→ Material for this task
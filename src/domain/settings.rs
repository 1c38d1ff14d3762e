use serde::{Deserialize, Serialize};
use std::collections::BTreeMap;
use std::fs;
use std::path::{Path, PathBuf};
use std::time::Duration;

#[derive(Debug, Clone, Serialize, Deserialize)]
pub struct LogSettings {
    #[serde(default = "default_level")]
    pub level: String, // "trace", "debug", "info", "warn", "error"
    #[serde(default = "default_true")]
    pub file_logging_enabled: bool,
    #[serde(default = "default_true")]
    pub console_logging_enabled: bool,
    #[serde(default = "default_log_dir")]
    pub log_dir: String,
    #[serde(default = "default_prefix")]
    pub file_name_prefix: String,
    #[serde(default = "default_true")]
    pub show_file_line: bool,
    #[serde(default = "default_false")]
    pub show_thread_ids: bool,
    #[serde(default = "default_true")]
    pub show_target: bool,
    #[serde(default = "default_true")]
    pub ansi_colors: bool,
    #[serde(default = "default_rotation")]
    pub rotation: String, // "daily", "hourly", "minutely", "never"
}

impl Default for LogSettings {
    fn default() -> Self {
        Self {
            level: default_level(),
            file_logging_enabled: default_true(),
            console_logging_enabled: default_true(),
            log_dir: default_log_dir(),
            file_name_prefix: default_prefix(),
            show_file_line: default_true(),
            show_thread_ids: default_false(),
            show_target: default_true(),
            ansi_colors: default_true(),
            rotation: default_rotation(),
        }
    }
}

fn default_level() -> String {
    "info".to_string()
}
fn default_true() -> bool {
    true
}
fn default_false() -> bool {
    false
}
fn default_log_dir() -> String {
    "logs".to_string()
}
fn default_prefix() -> String {
    "gopro_remote".to_string()
}
fn default_rotation() -> String {
    "daily".to_string()
}

/// BLE timeouts and loop intervals, all in milliseconds
#[derive(Debug, Clone, Serialize, Deserialize, PartialEq, Eq)]
pub struct BleTimings {
    #[serde(default = "default_scan_timeout")]
    pub scan_timeout_ms: u64,
    #[serde(default = "default_link_timeout")]
    pub connect_timeout_ms: u64,
    #[serde(default = "default_link_timeout")]
    pub discover_timeout_ms: u64,
    #[serde(default = "default_link_timeout")]
    pub notify_timeout_ms: u64,
    // Reading the WiFi password triggers pairing, which waits on the user
    #[serde(default = "default_pairing_timeout")]
    pub pairing_timeout_ms: u64,
    #[serde(default = "default_io_timeout")]
    pub write_timeout_ms: u64,
    #[serde(default = "default_io_timeout")]
    pub response_timeout_ms: u64,

    #[serde(default = "default_idle_poll_interval")]
    pub idle_poll_interval_ms: u64,
    #[serde(default = "default_recording_poll_interval")]
    pub recording_poll_interval_ms: u64,
    #[serde(default = "default_keep_alive_interval")]
    pub keep_alive_interval_ms: u64,
    #[serde(default = "default_time_check_delay")]
    pub time_check_delay_ms: u64,
    #[serde(default = "default_slow_interval")]
    pub time_check_interval_ms: u64,
    #[serde(default = "default_slow_interval")]
    pub reconnect_interval_ms: u64,
    #[serde(default = "default_scan_timeout")]
    pub device_prune_after_ms: u64,
    #[serde(default = "default_power_off_delay")]
    pub power_off_delay_ms: u64,
}

impl Default for BleTimings {
    fn default() -> Self {
        Self {
            scan_timeout_ms: default_scan_timeout(),
            connect_timeout_ms: default_link_timeout(),
            discover_timeout_ms: default_link_timeout(),
            notify_timeout_ms: default_link_timeout(),
            pairing_timeout_ms: default_pairing_timeout(),
            write_timeout_ms: default_io_timeout(),
            response_timeout_ms: default_io_timeout(),
            idle_poll_interval_ms: default_idle_poll_interval(),
            recording_poll_interval_ms: default_recording_poll_interval(),
            keep_alive_interval_ms: default_keep_alive_interval(),
            time_check_delay_ms: default_time_check_delay(),
            time_check_interval_ms: default_slow_interval(),
            reconnect_interval_ms: default_slow_interval(),
            device_prune_after_ms: default_scan_timeout(),
            power_off_delay_ms: default_power_off_delay(),
        }
    }
}

impl BleTimings {
    /// Full status+settings poll cycle length
    pub fn poll_interval(&self, recording: bool) -> Duration {
        Duration::from_millis(if recording {
            self.recording_poll_interval_ms
        } else {
            self.idle_poll_interval_ms
        })
    }
}

fn default_scan_timeout() -> u64 {
    20_000
}
fn default_link_timeout() -> u64 {
    10_000
}
fn default_io_timeout() -> u64 {
    5_000
}
fn default_pairing_timeout() -> u64 {
    30_000
}
fn default_idle_poll_interval() -> u64 {
    3_000
}
fn default_recording_poll_interval() -> u64 {
    1_000
}
fn default_keep_alive_interval() -> u64 {
    3_000
}
fn default_time_check_delay() -> u64 {
    3_000
}
fn default_slow_interval() -> u64 {
    15_000
}
fn default_power_off_delay() -> u64 {
    2_000
}

#[derive(Debug, Clone, Serialize, Deserialize)]
pub struct Settings {
    /// Desired camera settings by name, applied through the dictionary
    #[serde(default = "default_camera_settings")]
    pub camera_settings: BTreeMap<String, String>,
    /// Advertised camera name to connect to, or "any"
    #[serde(default = "default_target_camera")]
    pub target_camera: String,
    #[serde(default)]
    pub last_connected_address: Option<u64>,
    #[serde(default)]
    pub last_connected_name: Option<String>,
    /// Unix milliseconds of the last camera settings change
    #[serde(default)]
    pub updated_on: Option<i64>,

    // Logging Settings
    #[serde(default)]
    pub log_settings: LogSettings,

    // BLE Settings
    #[serde(default)]
    pub ble_timings: BleTimings,
    #[serde(default = "default_true")]
    pub power_off_after_stop: bool,
    /// Poll with the short digest queries once the generation is known
    #[serde(default = "default_false")]
    pub fast_path_polling: bool,
}

impl Default for Settings {
    fn default() -> Self {
        Self {
            camera_settings: default_camera_settings(),
            target_camera: default_target_camera(),
            last_connected_address: None,
            last_connected_name: None,
            updated_on: None,
            log_settings: LogSettings::default(),
            ble_timings: BleTimings::default(),
            power_off_after_stop: default_true(),
            fast_path_polling: default_false(),
        }
    }
}

fn default_camera_settings() -> BTreeMap<String, String> {
    [
        ("resolution", "4K"),
        ("fps", "120"),
        ("shutter_speed", "Auto"),
        ("iso_min", "100"),
        ("iso_max", "1600"),
        ("white_balance", "Auto"),
        ("color", "Flat"),
        ("sharpness", "Low"),
        ("exposure", "-0.5"),
        ("lens", "n"),
        ("bitrate", "Standard"),
        ("lcd_brightness", "100%"),
    ]
    .into_iter()
    .map(|(k, v)| (k.to_string(), v.to_string()))
    .collect()
}

fn default_target_camera() -> String {
    "any".to_string()
}

pub struct SettingsService {
    settings: Settings,
    settings_path: PathBuf,
}

impl SettingsService {
    pub fn new() -> anyhow::Result<Self> {
        let settings_path = Self::get_settings_path()?;
        Ok(Self::with_path(settings_path))
    }

    /// Load from an explicit file, falling back to defaults when it is missing or invalid
    pub fn with_path(settings_path: PathBuf) -> Self {
        let settings = Self::load_from_file(&settings_path).unwrap_or_default();
        Self {
            settings,
            settings_path,
        }
    }

    fn get_settings_path() -> anyhow::Result<PathBuf> {
        let mut path = dirs::config_dir()
            .ok_or_else(|| anyhow::anyhow!("Could not determine config directory"))?;
        path.push("GoProRemote");
        fs::create_dir_all(&path)?;
        path.push("settings.json");
        Ok(path)
    }

    fn load_from_file(path: &Path) -> anyhow::Result<Settings> {
        let contents = fs::read_to_string(path)?;
        let settings = serde_json::from_str(&contents)?;
        Ok(settings)
    }

    pub fn save(&self) -> anyhow::Result<()> {
        let json = serde_json::to_string_pretty(&self.settings)?;
        fs::write(&self.settings_path, json)?;
        Ok(())
    }

    pub fn get(&self) -> &Settings {
        &self.settings
    }

    pub fn get_mut(&mut self) -> &mut Settings {
        &mut self.settings
    }

    /// Merge new camera settings. Keys that are not already known are ignored.
    /// Returns the entries that actually changed.
    pub fn update_camera_settings(
        &mut self,
        new_settings: &BTreeMap<String, String>,
        updated_on: Option<i64>,
    ) -> anyhow::Result<BTreeMap<String, String>> {
        let mut changed = BTreeMap::new();
        for (key, value) in self.settings.camera_settings.iter_mut() {
            if let Some(new_value) = new_settings.get(key) {
                if value != new_value {
                    *value = new_value.clone();
                    changed.insert(key.clone(), new_value.clone());
                }
            }
        }
        if updated_on.is_some() {
            self.settings.updated_on = updated_on;
        }
        self.save()?;
        Ok(changed)
    }

    pub fn set_target_camera(&mut self, name: &str) -> anyhow::Result<()> {
        if self.settings.target_camera != name {
            self.settings.target_camera = name.to_string();
            self.save()?;
        }
        Ok(())
    }

    pub fn remember_device(&mut self, address: u64, name: &str) -> anyhow::Result<()> {
        self.settings.last_connected_address = Some(address);
        self.settings.last_connected_name = Some(name.to_string());
        self.save()
    }
}

#[cfg(test)]
mod tests {
    use super::*;

    fn temp_settings_path(name: &str) -> PathBuf {
        let mut path = std::env::temp_dir();
        path.push(format!(
            "gopro_remote_{}_{}_settings.json",
            name,
            std::process::id()
        ));
        let _ = fs::remove_file(&path);
        path
    }

    #[test]
    fn test_defaults() {
        let settings = Settings::default();
        assert_eq!(settings.target_camera, "any");
        assert_eq!(
            settings.camera_settings.get("resolution").map(String::as_str),
            Some("4K")
        );
        assert_eq!(settings.camera_settings.len(), 12);
        assert_eq!(settings.ble_timings.pairing_timeout_ms, 30_000);
        assert_eq!(
            settings.ble_timings.poll_interval(true),
            Duration::from_millis(1000)
        );
    }

    #[test]
    fn test_partial_json_fills_defaults() {
        let json = r#"{ "target_camera": "GoPro 1234", "ble_timings": { "scan_timeout_ms": 5000 } }"#;
        let settings: Settings = serde_json::from_str(json).unwrap();
        assert_eq!(settings.target_camera, "GoPro 1234");
        assert_eq!(settings.ble_timings.scan_timeout_ms, 5000);
        assert_eq!(settings.ble_timings.response_timeout_ms, 5000);
        assert_eq!(settings.log_settings.file_name_prefix, "gopro_remote");
        assert!(settings.power_off_after_stop);
    }

    #[test]
    fn test_update_only_known_keys() {
        let path = temp_settings_path("update");
        let mut service = SettingsService::with_path(path.clone());

        let update: BTreeMap<String, String> = [("resolution", "5K"), ("bogus", "1"), ("fps", "120")]
            .into_iter()
            .map(|(k, v)| (k.to_string(), v.to_string()))
            .collect();
        let changed = service.update_camera_settings(&update, Some(42)).unwrap();

        assert_eq!(changed.len(), 1);
        assert_eq!(changed.get("resolution").map(String::as_str), Some("5K"));
        assert!(!service.get().camera_settings.contains_key("bogus"));

        let reloaded = SettingsService::with_path(path.clone());
        assert_eq!(
            reloaded.get().camera_settings.get("resolution").map(String::as_str),
            Some("5K")
        );
        assert_eq!(reloaded.get().updated_on, Some(42));
        let _ = fs::remove_file(path);
    }

    #[test]
    fn test_remember_device() {
        let path = temp_settings_path("remember");
        let mut service = SettingsService::with_path(path.clone());
        service.remember_device(0xAABB, "GoPro 0001").unwrap();

        let reloaded = SettingsService::with_path(path.clone());
        assert_eq!(reloaded.get().last_connected_address, Some(0xAABB));
        assert_eq!(
            reloaded.get().last_connected_name.as_deref(),
            Some("GoPro 0001")
        );
        let _ = fs::remove_file(path);
    }
}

→ To do
Your job is to return all lines above that hold the word "LogSettings".

→ Worked solution
pub struct LogSettings {
impl Default for LogSettings {
    pub log_settings: LogSettings,
            log_settings: LogSettings::default(),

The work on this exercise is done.